(Collected data)

****************************************

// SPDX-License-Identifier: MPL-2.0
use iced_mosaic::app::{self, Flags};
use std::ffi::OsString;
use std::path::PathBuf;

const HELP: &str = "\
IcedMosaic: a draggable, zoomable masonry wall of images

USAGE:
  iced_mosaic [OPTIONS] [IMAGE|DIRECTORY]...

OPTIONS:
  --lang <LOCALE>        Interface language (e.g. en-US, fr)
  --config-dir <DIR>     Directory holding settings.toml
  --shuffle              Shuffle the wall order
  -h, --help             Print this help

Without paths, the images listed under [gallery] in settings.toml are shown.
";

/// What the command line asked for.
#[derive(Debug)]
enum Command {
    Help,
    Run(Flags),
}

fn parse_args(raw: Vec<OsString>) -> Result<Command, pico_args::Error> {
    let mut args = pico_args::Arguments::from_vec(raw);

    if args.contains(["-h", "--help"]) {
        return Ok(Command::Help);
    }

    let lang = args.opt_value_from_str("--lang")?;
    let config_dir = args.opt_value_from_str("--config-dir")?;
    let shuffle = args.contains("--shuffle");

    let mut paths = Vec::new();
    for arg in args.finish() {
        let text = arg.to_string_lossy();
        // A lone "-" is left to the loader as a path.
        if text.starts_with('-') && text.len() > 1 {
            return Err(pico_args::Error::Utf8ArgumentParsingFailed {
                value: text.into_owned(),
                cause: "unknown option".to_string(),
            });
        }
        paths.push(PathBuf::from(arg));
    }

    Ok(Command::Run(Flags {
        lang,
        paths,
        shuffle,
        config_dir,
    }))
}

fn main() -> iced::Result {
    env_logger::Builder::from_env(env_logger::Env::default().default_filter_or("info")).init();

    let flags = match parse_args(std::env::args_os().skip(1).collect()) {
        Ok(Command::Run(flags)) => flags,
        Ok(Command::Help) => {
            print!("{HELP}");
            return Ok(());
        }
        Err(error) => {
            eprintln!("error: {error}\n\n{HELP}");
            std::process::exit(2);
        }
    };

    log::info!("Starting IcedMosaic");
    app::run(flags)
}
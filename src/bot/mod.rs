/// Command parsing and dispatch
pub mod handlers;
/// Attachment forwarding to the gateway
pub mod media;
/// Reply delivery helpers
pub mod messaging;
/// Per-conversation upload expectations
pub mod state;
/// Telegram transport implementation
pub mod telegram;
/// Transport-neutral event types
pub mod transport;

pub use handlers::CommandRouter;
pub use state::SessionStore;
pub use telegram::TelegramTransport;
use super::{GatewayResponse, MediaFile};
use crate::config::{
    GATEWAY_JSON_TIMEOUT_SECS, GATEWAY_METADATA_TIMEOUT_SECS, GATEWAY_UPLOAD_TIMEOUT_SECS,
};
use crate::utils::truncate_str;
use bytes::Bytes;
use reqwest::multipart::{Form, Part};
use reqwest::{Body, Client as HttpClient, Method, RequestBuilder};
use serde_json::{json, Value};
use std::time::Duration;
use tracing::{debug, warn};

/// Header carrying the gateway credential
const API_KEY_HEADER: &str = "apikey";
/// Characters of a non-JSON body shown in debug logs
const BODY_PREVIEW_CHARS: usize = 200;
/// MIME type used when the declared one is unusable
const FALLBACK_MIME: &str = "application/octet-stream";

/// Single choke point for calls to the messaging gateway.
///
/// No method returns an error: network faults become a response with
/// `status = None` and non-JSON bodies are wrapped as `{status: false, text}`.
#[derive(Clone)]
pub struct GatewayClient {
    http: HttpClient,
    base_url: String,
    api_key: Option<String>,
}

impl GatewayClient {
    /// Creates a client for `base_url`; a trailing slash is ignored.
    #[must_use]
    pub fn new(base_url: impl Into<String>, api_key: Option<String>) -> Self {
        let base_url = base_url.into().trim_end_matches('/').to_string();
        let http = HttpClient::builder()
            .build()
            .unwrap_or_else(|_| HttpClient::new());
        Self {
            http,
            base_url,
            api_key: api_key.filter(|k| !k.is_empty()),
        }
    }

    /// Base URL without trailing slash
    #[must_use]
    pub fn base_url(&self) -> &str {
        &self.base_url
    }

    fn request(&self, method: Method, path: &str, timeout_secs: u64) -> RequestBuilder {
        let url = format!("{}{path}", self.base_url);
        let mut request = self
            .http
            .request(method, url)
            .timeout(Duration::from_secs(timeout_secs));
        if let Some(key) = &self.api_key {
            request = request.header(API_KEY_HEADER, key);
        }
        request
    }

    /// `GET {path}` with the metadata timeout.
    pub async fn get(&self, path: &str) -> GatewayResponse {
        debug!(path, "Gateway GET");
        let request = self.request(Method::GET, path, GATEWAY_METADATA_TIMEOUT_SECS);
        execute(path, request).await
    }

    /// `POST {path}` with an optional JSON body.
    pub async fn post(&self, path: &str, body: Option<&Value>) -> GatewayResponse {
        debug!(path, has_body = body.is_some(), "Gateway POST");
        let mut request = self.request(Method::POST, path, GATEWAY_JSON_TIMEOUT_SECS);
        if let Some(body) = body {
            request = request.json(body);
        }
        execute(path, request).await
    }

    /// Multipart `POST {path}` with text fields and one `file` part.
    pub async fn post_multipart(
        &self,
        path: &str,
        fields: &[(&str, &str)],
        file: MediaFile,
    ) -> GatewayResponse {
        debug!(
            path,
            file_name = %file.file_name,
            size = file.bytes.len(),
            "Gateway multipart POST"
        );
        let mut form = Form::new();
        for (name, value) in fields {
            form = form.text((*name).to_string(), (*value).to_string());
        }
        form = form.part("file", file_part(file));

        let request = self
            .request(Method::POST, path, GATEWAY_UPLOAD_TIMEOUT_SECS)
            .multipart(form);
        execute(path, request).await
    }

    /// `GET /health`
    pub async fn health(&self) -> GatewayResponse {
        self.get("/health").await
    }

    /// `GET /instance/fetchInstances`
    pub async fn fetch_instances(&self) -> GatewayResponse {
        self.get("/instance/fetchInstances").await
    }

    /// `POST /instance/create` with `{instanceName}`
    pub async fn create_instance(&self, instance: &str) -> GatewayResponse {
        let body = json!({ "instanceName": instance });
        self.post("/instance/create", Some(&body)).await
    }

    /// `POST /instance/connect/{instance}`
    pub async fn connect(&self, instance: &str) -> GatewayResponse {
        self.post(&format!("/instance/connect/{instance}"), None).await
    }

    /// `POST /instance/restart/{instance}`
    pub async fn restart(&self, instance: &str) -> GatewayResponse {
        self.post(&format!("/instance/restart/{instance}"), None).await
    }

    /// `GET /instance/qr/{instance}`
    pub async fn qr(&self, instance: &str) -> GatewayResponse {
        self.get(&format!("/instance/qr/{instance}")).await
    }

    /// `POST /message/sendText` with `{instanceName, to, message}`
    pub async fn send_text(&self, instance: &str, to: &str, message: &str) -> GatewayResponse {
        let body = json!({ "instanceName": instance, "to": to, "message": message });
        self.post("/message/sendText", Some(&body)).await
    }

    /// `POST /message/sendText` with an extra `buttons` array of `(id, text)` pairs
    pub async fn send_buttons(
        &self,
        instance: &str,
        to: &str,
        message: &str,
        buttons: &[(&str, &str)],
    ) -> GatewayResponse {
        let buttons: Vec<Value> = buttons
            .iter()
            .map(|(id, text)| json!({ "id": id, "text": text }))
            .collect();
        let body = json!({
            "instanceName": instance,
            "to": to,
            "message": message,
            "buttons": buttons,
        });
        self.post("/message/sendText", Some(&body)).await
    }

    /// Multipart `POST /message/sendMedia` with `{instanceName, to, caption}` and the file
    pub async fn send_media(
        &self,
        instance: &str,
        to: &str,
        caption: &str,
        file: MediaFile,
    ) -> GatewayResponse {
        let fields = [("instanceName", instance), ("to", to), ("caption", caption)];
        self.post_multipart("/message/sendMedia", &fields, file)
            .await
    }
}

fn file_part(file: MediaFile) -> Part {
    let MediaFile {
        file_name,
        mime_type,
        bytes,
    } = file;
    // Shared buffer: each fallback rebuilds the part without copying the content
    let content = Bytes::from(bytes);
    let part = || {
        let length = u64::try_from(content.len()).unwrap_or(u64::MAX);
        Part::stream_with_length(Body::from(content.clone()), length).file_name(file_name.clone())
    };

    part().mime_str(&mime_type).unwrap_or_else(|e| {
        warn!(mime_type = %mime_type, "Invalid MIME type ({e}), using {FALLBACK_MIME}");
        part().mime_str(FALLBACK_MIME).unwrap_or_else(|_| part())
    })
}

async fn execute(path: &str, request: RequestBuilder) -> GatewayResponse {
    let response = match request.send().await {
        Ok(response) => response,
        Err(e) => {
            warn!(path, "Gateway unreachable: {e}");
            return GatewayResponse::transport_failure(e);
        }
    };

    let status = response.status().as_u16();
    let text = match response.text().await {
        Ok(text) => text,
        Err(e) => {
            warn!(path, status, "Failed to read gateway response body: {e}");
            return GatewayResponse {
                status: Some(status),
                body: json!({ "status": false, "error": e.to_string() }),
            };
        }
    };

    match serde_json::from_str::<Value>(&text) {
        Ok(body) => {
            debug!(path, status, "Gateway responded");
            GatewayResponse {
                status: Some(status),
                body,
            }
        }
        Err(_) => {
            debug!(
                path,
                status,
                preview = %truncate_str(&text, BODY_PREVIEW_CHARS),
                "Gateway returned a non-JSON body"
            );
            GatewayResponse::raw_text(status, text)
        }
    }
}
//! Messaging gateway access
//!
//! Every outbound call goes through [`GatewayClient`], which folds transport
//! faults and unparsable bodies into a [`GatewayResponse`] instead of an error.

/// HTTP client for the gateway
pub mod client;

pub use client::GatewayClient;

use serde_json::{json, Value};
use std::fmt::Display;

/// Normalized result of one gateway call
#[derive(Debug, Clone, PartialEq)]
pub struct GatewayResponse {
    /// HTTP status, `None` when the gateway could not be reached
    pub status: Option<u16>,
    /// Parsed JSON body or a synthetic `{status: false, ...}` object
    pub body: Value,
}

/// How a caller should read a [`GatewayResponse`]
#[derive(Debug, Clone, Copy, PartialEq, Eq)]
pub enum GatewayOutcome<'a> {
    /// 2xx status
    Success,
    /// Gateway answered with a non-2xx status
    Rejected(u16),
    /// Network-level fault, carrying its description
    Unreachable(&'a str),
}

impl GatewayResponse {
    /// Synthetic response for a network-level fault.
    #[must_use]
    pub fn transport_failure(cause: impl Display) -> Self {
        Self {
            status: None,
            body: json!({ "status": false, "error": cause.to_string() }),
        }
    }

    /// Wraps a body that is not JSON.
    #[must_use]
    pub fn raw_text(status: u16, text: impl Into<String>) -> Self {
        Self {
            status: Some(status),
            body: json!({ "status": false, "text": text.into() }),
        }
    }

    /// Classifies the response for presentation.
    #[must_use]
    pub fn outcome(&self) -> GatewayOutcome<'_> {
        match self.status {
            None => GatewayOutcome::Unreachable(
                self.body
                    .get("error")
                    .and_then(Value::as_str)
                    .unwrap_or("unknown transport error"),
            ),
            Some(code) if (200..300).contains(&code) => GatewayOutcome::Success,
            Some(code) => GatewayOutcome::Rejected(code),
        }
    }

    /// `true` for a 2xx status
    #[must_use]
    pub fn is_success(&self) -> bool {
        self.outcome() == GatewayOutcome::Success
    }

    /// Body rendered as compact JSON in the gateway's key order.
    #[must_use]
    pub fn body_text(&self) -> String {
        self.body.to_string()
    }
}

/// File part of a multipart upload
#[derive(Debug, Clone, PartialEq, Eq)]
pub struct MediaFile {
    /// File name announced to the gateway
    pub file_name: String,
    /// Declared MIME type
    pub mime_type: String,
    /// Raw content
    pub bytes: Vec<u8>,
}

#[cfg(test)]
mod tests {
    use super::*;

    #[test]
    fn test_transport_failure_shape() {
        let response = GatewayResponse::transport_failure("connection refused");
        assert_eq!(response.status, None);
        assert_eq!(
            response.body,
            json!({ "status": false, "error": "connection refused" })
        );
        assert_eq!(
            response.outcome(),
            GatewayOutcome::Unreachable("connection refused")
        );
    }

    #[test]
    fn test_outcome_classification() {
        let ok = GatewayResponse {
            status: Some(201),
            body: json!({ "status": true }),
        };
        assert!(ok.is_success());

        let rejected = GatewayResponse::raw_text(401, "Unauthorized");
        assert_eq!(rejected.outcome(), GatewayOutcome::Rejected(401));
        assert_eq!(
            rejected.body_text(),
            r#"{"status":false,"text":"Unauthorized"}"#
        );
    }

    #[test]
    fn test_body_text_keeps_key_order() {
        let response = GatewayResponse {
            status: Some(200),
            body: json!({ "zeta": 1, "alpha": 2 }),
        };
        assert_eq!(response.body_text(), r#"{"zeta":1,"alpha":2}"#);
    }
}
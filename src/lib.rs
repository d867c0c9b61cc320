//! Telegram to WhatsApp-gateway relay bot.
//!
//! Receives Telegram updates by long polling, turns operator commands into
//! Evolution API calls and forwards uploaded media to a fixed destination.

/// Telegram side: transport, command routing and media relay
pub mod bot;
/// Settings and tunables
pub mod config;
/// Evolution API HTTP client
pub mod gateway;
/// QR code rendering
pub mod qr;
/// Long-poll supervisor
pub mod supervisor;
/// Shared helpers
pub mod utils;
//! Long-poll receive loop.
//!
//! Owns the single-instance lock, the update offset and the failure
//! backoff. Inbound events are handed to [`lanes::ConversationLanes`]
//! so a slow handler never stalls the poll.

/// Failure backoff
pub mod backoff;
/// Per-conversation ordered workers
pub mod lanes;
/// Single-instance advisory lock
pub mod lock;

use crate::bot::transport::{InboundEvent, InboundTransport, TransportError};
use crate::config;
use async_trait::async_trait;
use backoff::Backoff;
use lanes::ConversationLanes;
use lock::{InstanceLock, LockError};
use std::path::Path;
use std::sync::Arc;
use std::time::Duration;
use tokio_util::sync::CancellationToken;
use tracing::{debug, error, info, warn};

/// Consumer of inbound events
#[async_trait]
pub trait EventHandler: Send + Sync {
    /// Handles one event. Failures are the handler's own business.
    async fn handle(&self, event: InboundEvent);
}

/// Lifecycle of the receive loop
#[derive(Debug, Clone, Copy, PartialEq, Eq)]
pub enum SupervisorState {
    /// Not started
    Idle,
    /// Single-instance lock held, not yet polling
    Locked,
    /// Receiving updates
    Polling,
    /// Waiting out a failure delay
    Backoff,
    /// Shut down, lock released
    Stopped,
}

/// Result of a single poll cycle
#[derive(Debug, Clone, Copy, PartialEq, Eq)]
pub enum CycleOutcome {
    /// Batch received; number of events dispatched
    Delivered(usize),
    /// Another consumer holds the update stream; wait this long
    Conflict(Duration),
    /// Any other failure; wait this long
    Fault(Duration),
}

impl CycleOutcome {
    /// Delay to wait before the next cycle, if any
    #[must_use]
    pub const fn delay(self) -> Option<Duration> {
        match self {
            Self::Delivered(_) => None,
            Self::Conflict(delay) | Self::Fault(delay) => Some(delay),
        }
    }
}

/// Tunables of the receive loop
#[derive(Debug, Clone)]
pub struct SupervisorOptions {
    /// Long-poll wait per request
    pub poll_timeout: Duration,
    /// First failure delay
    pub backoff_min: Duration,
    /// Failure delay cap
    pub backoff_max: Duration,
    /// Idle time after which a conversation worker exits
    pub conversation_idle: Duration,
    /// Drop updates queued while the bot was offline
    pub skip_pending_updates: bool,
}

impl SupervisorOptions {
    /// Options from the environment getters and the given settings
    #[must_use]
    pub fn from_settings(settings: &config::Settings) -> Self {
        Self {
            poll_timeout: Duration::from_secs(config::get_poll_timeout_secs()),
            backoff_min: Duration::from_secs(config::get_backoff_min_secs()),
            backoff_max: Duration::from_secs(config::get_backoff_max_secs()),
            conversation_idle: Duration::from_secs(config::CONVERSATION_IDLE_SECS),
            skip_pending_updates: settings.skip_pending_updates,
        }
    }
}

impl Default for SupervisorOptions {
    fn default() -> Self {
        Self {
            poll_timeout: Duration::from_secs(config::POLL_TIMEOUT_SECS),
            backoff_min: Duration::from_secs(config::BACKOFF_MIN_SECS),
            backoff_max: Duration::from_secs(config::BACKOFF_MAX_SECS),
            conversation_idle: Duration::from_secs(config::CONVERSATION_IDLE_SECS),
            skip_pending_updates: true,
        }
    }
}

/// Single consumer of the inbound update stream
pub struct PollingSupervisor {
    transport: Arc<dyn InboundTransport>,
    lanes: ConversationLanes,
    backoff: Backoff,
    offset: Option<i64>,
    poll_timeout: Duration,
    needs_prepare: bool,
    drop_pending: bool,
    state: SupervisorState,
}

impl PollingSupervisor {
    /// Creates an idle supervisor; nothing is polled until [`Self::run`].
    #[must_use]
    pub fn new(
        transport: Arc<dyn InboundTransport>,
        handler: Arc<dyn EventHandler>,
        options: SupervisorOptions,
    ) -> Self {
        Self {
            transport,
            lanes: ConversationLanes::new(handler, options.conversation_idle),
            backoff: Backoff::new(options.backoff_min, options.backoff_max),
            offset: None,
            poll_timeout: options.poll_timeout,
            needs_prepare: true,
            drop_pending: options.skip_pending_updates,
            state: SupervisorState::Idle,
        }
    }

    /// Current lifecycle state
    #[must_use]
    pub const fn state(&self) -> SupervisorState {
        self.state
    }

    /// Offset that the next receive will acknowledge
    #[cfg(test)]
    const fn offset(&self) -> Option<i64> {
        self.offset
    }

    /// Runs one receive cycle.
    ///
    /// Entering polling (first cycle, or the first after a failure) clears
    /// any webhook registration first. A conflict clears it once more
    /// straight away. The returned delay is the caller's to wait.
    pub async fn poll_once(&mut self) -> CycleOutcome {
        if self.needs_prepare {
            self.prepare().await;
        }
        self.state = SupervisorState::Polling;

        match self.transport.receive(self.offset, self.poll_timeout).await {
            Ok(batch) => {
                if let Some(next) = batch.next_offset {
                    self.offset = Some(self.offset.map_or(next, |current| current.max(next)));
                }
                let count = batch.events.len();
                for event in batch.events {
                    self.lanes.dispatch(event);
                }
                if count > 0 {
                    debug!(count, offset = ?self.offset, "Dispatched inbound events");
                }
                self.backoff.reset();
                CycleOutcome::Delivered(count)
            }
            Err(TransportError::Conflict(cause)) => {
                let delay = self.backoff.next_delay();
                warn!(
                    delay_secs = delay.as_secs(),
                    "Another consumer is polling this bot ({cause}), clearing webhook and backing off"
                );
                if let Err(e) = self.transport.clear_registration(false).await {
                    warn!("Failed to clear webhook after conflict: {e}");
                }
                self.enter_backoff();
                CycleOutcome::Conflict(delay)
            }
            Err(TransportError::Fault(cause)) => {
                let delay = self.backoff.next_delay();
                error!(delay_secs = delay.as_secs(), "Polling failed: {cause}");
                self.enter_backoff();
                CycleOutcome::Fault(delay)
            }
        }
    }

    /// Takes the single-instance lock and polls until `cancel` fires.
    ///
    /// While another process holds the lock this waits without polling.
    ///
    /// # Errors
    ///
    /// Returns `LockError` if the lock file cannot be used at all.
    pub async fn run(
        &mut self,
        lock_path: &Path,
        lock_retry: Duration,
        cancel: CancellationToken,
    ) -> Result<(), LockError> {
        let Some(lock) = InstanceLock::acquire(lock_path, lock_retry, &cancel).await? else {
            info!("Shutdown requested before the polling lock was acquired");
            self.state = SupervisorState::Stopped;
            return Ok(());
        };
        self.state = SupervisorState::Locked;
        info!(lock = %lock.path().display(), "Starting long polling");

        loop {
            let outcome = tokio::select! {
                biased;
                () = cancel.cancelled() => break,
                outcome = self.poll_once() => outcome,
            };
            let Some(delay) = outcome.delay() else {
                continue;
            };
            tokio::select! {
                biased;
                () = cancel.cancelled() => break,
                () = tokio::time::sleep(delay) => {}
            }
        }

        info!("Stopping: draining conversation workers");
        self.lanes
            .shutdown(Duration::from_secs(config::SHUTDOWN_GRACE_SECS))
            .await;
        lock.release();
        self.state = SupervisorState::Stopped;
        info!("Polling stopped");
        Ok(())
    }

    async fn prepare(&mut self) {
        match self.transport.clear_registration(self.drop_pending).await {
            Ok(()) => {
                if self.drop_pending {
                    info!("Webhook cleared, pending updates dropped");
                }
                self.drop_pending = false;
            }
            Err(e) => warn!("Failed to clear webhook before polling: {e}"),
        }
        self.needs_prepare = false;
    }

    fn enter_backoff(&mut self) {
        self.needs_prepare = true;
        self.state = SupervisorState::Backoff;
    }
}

****************************************

Action item - In the lines above, find the word "OsString" and copy every line it occurs in.

Completed task -
use std::ffi::OsString;
fn parse_args(raw: Vec<OsString>) -> Result<Command, pico_args::Error> {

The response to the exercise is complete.